• **HOW TO COMPLETE THIS TASK**
Would you restate the entries below exactly, keeping every line?

--- SUPPLIED RECORDS ---

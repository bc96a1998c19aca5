use crate::core::currency::usable_rate;
use anyhow::{Context, Result, ensure};
use directories::ProjectDirs;
use serde::{Deserialize, Serialize};
use std::time::Duration;
use std::{fs, path::PathBuf};
use tracing::debug;

pub const DEFAULT_SOURCE_CURRENCY: &str = "usd";
pub const DEFAULT_DISPLAY_CURRENCY: &str = "krw";
pub const DEFAULT_FALLBACK_RATE: f64 = 1300.0;
pub const DEFAULT_COINGECKO_URL: &str = "https://api.coingecko.com";
pub const DEFAULT_RETRIES: usize = 2;
pub const DEFAULT_RETRY_DELAY_MS: u64 = 500;
pub const DEFAULT_REFRESH_INTERVAL_SECS: u64 = 40;
pub const DEFAULT_DEBOUNCE_MS: u64 = 2000;
pub const DEFAULT_HISTORY_DAYS: u32 = 365;
pub const DEFAULT_FORECAST_HORIZON: usize = 7;
pub const DEFAULT_MIN_SERIES_LEN: usize = 5;
pub const DEFAULT_TRAINING_EPOCHS: usize = 200;
pub const DEFAULT_LEARNING_RATE: f64 = 0.05;

#[derive(Debug, Deserialize, Serialize, Clone)]
#[serde(default)]
pub struct CurrencyConfig {
    /// Currency the market data provider quotes in.
    pub source: String,
    /// Currency every published amount is converted into.
    pub display: String,
    /// Multiplier used whenever the live rate is unavailable.
    pub fallback_rate: f64,
}

impl Default for CurrencyConfig {
    fn default() -> Self {
        CurrencyConfig {
            source: DEFAULT_SOURCE_CURRENCY.to_string(),
            display: DEFAULT_DISPLAY_CURRENCY.to_string(),
            fallback_rate: DEFAULT_FALLBACK_RATE,
        }
    }
}

#[derive(Debug, Deserialize, Serialize, Clone)]
#[serde(default)]
pub struct CoinGeckoProviderConfig {
    pub base_url: String,
    pub retries: usize,
    pub retry_delay_ms: u64,
}

impl Default for CoinGeckoProviderConfig {
    fn default() -> Self {
        CoinGeckoProviderConfig {
            base_url: DEFAULT_COINGECKO_URL.to_string(),
            retries: DEFAULT_RETRIES,
            retry_delay_ms: DEFAULT_RETRY_DELAY_MS,
        }
    }
}

#[derive(Debug, Deserialize, Serialize, Clone, Default)]
pub struct ProvidersConfig {
    #[serde(default)]
    pub coingecko: CoinGeckoProviderConfig,
}

#[derive(Debug, Deserialize, Serialize, Clone)]
#[serde(default)]
pub struct RefreshConfig {
    pub interval_secs: u64,
}

impl Default for RefreshConfig {
    fn default() -> Self {
        RefreshConfig {
            interval_secs: DEFAULT_REFRESH_INTERVAL_SECS,
        }
    }
}

impl RefreshConfig {
    pub fn interval(&self) -> Duration {
        Duration::from_secs(self.interval_secs.max(1))
    }
}

#[derive(Debug, Deserialize, Serialize, Clone)]
#[serde(default)]
pub struct ForecastConfig {
    pub debounce_ms: u64,
    pub history_days: u32,
    pub horizon: usize,
    pub min_series_len: usize,
    pub epochs: usize,
    pub learning_rate: f64,
}

impl Default for ForecastConfig {
    fn default() -> Self {
        ForecastConfig {
            debounce_ms: DEFAULT_DEBOUNCE_MS,
            history_days: DEFAULT_HISTORY_DAYS,
            horizon: DEFAULT_FORECAST_HORIZON,
            min_series_len: DEFAULT_MIN_SERIES_LEN,
            epochs: DEFAULT_TRAINING_EPOCHS,
            learning_rate: DEFAULT_LEARNING_RATE,
        }
    }
}

impl ForecastConfig {
    pub fn debounce(&self) -> Duration {
        Duration::from_millis(self.debounce_ms)
    }
}

#[derive(Debug, Deserialize, Serialize, Clone, Default)]
pub struct AppConfig {
    #[serde(default)]
    pub currency: CurrencyConfig,
    #[serde(default)]
    pub providers: ProvidersConfig,
    #[serde(default)]
    pub refresh: RefreshConfig,
    #[serde(default)]
    pub forecast: ForecastConfig,
}

impl AppConfig {
    /// Loads the config from the default location, falling back to built-in
    /// defaults when no file has been created yet.
    pub fn load() -> Result<Self> {
        debug!("Loading default config");
        let config_path = Self::default_config_path()?;
        if !config_path.exists() {
            debug!(
                "No config at {}, using defaults",
                config_path.display()
            );
            return Ok(Self::default());
        }
        Self::load_from_path(&config_path)
    }

    pub fn default_config_path() -> Result<PathBuf> {
        let proj_dirs = ProjectDirs::from("io", "coinwatch", "coinwatch")
            .context("Could not determine project directories")?;
        Ok(proj_dirs.config_dir().join("config.yaml"))
    }

    pub fn load_from_path<P: AsRef<std::path::Path>>(path: P) -> Result<Self> {
        let config_str = fs::read_to_string(path.as_ref())
            .with_context(|| format!("Failed to read config file: {}", path.as_ref().display()))?;

        let config: Self = serde_yaml::from_str(&config_str)
            .with_context(|| format!("Failed to parse config file: {}", path.as_ref().display()))?;
        config
            .validate()
            .with_context(|| format!("Invalid config file: {}", path.as_ref().display()))?;
        debug!("Successfully loaded config");
        Ok(config)
    }

    /// Rejects values the refresh loop and forecast pipeline cannot work with.
    pub fn validate(&self) -> Result<()> {
        let currency = &self.currency;
        ensure!(
            !currency.source.trim().is_empty() && !currency.display.trim().is_empty(),
            "currency.source and currency.display must not be empty"
        );
        ensure!(
            usable_rate(currency.fallback_rate).is_some(),
            "currency.fallback_rate must be a positive number, got {}",
            currency.fallback_rate
        );

        let forecast = &self.forecast;
        ensure!(
            forecast.learning_rate.is_finite() && forecast.learning_rate > 0.0,
            "forecast.learning_rate must be a positive number, got {}",
            forecast.learning_rate
        );
        ensure!(forecast.horizon > 0, "forecast.horizon must be at least 1");
        ensure!(forecast.epochs > 0, "forecast.epochs must be at least 1");
        ensure!(
            forecast.min_series_len >= 2,
            "forecast.min_series_len must be at least 2, got {}",
            forecast.min_series_len
        );
        ensure!(forecast.history_days > 0, "forecast.history_days must be at least 1");
        Ok(())
    }
}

---

• **RESPONSE TO THIS TASK**
repository bc96a1998c19aca5
use crate::core::currency::usable_rate;
use anyhow::{Context, Result, ensure};
use directories::ProjectDirs;
use serde::{Deserialize, Serialize};
use std::time::Duration;
use std::{fs, path::PathBuf};
use tracing::debug;

pub const DEFAULT_SOURCE_CURRENCY: &str = "usd";
pub const DEFAULT_DISPLAY_CURRENCY: &str = "krw";
pub const DEFAULT_FALLBACK_RATE: f64 = 1300.0;
pub const DEFAULT_COINGECKO_URL: &str = "https://api.coingecko.com";
pub const DEFAULT_RETRIES: usize = 2;
pub const DEFAULT_RETRY_DELAY_MS: u64 = 500;
pub const DEFAULT_REFRESH_INTERVAL_SECS: u64 = 40;
pub const DEFAULT_DEBOUNCE_MS: u64 = 2000;
pub const DEFAULT_HISTORY_DAYS: u32 = 365;
pub const DEFAULT_FORECAST_HORIZON: usize = 7;
pub const DEFAULT_MIN_SERIES_LEN: usize = 5;
pub const DEFAULT_TRAINING_EPOCHS: usize = 200;
pub const DEFAULT_LEARNING_RATE: f64 = 0.05;

#[derive(Debug, Deserialize, Serialize, Clone)]
#[serde(default)]
pub struct CurrencyConfig {
    /// Currency the market data provider quotes in.
    pub source: String,
    /// Currency every published amount is converted into.
    pub display: String,
    /// Multiplier used whenever the live rate is unavailable.
    pub fallback_rate: f64,
}

impl Default for CurrencyConfig {
    fn default() -> Self {
        CurrencyConfig {
            source: DEFAULT_SOURCE_CURRENCY.to_string(),
            display: DEFAULT_DISPLAY_CURRENCY.to_string(),
            fallback_rate: DEFAULT_FALLBACK_RATE,
        }
    }
}

#[derive(Debug, Deserialize, Serialize, Clone)]
#[serde(default)]
pub struct CoinGeckoProviderConfig {
    pub base_url: String,
    pub retries: usize,
    pub retry_delay_ms: u64,
}

impl Default for CoinGeckoProviderConfig {
    fn default() -> Self {
        CoinGeckoProviderConfig {
            base_url: DEFAULT_COINGECKO_URL.to_string(),
            retries: DEFAULT_RETRIES,
            retry_delay_ms: DEFAULT_RETRY_DELAY_MS,
        }
    }
}

#[derive(Debug, Deserialize, Serialize, Clone, Default)]
pub struct ProvidersConfig {
    #[serde(default)]
    pub coingecko: CoinGeckoProviderConfig,
}

#[derive(Debug, Deserialize, Serialize, Clone)]
#[serde(default)]
pub struct RefreshConfig {
    pub interval_secs: u64,
}

impl Default for RefreshConfig {
    fn default() -> Self {
        RefreshConfig {
            interval_secs: DEFAULT_REFRESH_INTERVAL_SECS,
        }
    }
}

impl RefreshConfig {
    pub fn interval(&self) -> Duration {
        Duration::from_secs(self.interval_secs.max(1))
    }
}

#[derive(Debug, Deserialize, Serialize, Clone)]
#[serde(default)]
pub struct ForecastConfig {
    pub debounce_ms: u64,
    pub history_days: u32,
    pub horizon: usize,
    pub min_series_len: usize,
    pub epochs: usize,
    pub learning_rate: f64,
}

impl Default for ForecastConfig {
    fn default() -> Self {
        ForecastConfig {
            debounce_ms: DEFAULT_DEBOUNCE_MS,
            history_days: DEFAULT_HISTORY_DAYS,
            horizon: DEFAULT_FORECAST_HORIZON,
            min_series_len: DEFAULT_MIN_SERIES_LEN,
            epochs: DEFAULT_TRAINING_EPOCHS,
            learning_rate: DEFAULT_LEARNING_RATE,
        }
    }
}

impl ForecastConfig {
    pub fn debounce(&self) -> Duration {
        Duration::from_millis(self.debounce_ms)
    }
}

#[derive(Debug, Deserialize, Serialize, Clone, Default)]
pub struct AppConfig {
    #[serde(default)]
    pub currency: CurrencyConfig,
    #[serde(default)]
    pub providers: ProvidersConfig,
    #[serde(default)]
    pub refresh: RefreshConfig,
    #[serde(default)]
    pub forecast: ForecastConfig,
}

impl AppConfig {
    /// Loads the config from the default location, falling back to built-in
    /// defaults when no file has been created yet.
    pub fn load() -> Result<Self> {
        debug!("Loading default config");
        let config_path = Self::default_config_path()?;
        if !config_path.exists() {
            debug!(
                "No config at {}, using defaults",
                config_path.display()
            );
            return Ok(Self::default());
        }
        Self::load_from_path(&config_path)
    }

    pub fn default_config_path() -> Result<PathBuf> {
        let proj_dirs = ProjectDirs::from("io", "coinwatch", "coinwatch")
            .context("Could not determine project directories")?;
        Ok(proj_dirs.config_dir().join("config.yaml"))
    }

    pub fn load_from_path<P: AsRef<std::path::Path>>(path: P) -> Result<Self> {
        let config_str = fs::read_to_string(path.as_ref())
            .with_context(|| format!("Failed to read config file: {}", path.as_ref().display()))?;

        let config: Self = serde_yaml::from_str(&config_str)
            .with_context(|| format!("Failed to parse config file: {}", path.as_ref().display()))?;
        config
            .validate()
            .with_context(|| format!("Invalid config file: {}", path.as_ref().display()))?;
        debug!("Successfully loaded config");
        Ok(config)
    }

    /// Rejects values the refresh loop and forecast pipeline cannot work with.
    pub fn validate(&self) -> Result<()> {
        let currency = &self.currency;
        ensure!(
            !currency.source.trim().is_empty() && !currency.display.trim().is_empty(),
            "currency.source and currency.display must not be empty"
        );
        ensure!(
            usable_rate(currency.fallback_rate).is_some(),
            "currency.fallback_rate must be a positive number, got {}",
            currency.fallback_rate
        );

        let forecast = &self.forecast;
        ensure!(
            forecast.learning_rate.is_finite() && forecast.learning_rate > 0.0,
            "forecast.learning_rate must be a positive number, got {}",
            forecast.learning_rate
        );
        ensure!(forecast.horizon > 0, "forecast.horizon must be at least 1");
        ensure!(forecast.epochs > 0, "forecast.epochs must be at least 1");
        ensure!(
            forecast.min_series_len >= 2,
            "forecast.min_series_len must be at least 2, got {}",
            forecast.min_series_len
        );
        ensure!(forecast.history_days > 0, "forecast.history_days must be at least 1");
        Ok(())
    }
}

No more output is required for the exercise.